Auch Thomas Enning (r.) muss sein Lokal ab Montag wieder schließen.

Auch Thomas Enning (r.) muss sein Lokal ab Montag wieder schließen. © Markus Gehring

Für den Ahauser Gastronomen ist der Zeitpunkt besonders bitter, da man gerade wieder etwas Hoffnung geschöpft hatte. „Man sah Licht am Ende des Tunnels. Wir haben zwar nicht die großen Gewinne eingefahren. Aber trotz weggebrochenen Catering- und Bankett-Geschäfts, lagen die Umsätze im August wieder bei 67 Prozent. Man ist ja mittlerweile froh, wenn man die Kosten wieder reinbekommt.“

Dass Landrat Dr. Kai Zwicker am Mittwoch ebenfalls Kritik an den Maßnahmen äußerte, hat Thomas Enning mitbekommen. Er möchte nun mit einigen Kollegen das Gespräch mit der Stadt suchen: „Hier trifft man zwar nicht die Entscheidungen, aber wir müssen den Politikern in Erinnerung rufen, wie wichtig diese Branche ist.“

Allerdings glaubt auch er nicht, dass es bei der November-Schließung bleiben wird. „Ich habe den Verdacht, dass es eine Hinhalte-Taktik ist, damit wir ruhig bleiben. An die versprochenen 75 Prozent glaube ich nicht.“ Er will nun wieder vermehrt auf das Außer-Haus-Geschäft setzen.

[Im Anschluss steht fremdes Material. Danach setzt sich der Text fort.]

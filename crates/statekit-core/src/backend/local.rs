//! State files on the local filesystem

use statekit_fs::NormalizedPath;
use statekit_fs::io::{read_locked, write_atomic};

use super::StateBackend;
use crate::backup::{BackupPolicy, BackupRecord};

/// A state stored in a single local file.
///
/// Reads hold a shared lock; commits go through a locked temp file that is
/// renamed over the state.
#[derive(Debug, Clone)]
pub struct LocalBackend {
    path: NormalizedPath,
    backup: BackupPolicy,
}

impl LocalBackend {
    /// A backend for `path` with derived backups.
    pub fn new(path: impl Into<NormalizedPath>) -> Self {
        Self {
            path: path.into(),
            backup: BackupPolicy::default(),
        }
    }

    pub fn with_backup(mut self, backup: BackupPolicy) -> Self {
        self.backup = backup;
        self
    }
}

impl StateBackend for LocalBackend {
    fn location(&self) -> &NormalizedPath {
        &self.path
    }

    fn read(&self) -> statekit_fs::Result<Option<Vec<u8>>> {
        match read_locked(&self.path) {
            Ok(content) => Ok(Some(content)),
            Err(e) if e.is_not_found() => Ok(None),
            Err(e) => Err(e),
        }
    }

    fn write_backup(&self, content: &[u8]) -> statekit_fs::Result<Option<BackupRecord>> {
        self.backup.write(&self.path, content)
    }

    fn commit(&self, content: &[u8]) -> statekit_fs::Result<()> {
        write_atomic(&self.path, content)?;
        tracing::info!(path = %self.path, bytes = content.len(), "committed state");
        Ok(())
    }
}

#[cfg(test)]
mod tests {
    use super::*;
    use tempfile::tempdir;

    #[test]
    fn read_missing_file_is_none() {
        let dir = tempdir().unwrap();
        let backend = LocalBackend::new(dir.path().join("terraform.tfstate"));

        assert_eq!(backend.read().unwrap(), None);
    }

    #[test]
    fn commit_then_read() {
        let dir = tempdir().unwrap();
        let backend = LocalBackend::new(dir.path().join("nested").join("out.tfstate"));

        backend.commit(b"{\"version\": 4}\n").unwrap();

        assert!(backend.location().is_file());
        assert_eq!(backend.read().unwrap().unwrap(), b"{\"version\": 4}\n");
    }

    #[test]
    fn backup_follows_policy() {
        let dir = tempdir().unwrap();
        let backend = LocalBackend::new(dir.path().join("terraform.tfstate"))
            .with_backup(BackupPolicy::Disabled);

        assert!(backend.write_backup(b"{}").unwrap().is_none());
        assert_eq!(std::fs::read_dir(dir.path()).unwrap().count(), 0);
    }
}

Dirk Rolfes (Marktschänke Rolfes)

Am Donnerstagvormittag klopft Dirk Rolfes in seinem Lokal in der Innenstadt Schnitzel für den Mittagstisch. 20 bis 30 Gäste kommen täglich zu ihm, um hier in der Pause westfälische Klassiker zu genießen. Ab Montag ist aber auch damit Schluss. „Ich verstehe nicht, warum man das verbietet, aber Kantinen offen bleiben dürfen“, sagt der Gastronom.

Dirk Rolfes, Inhaber der Marktschänke Rolfes, versteht nicht, warum Kantinen geöffnet bleiben dürfen, aber sein Restaurant nicht.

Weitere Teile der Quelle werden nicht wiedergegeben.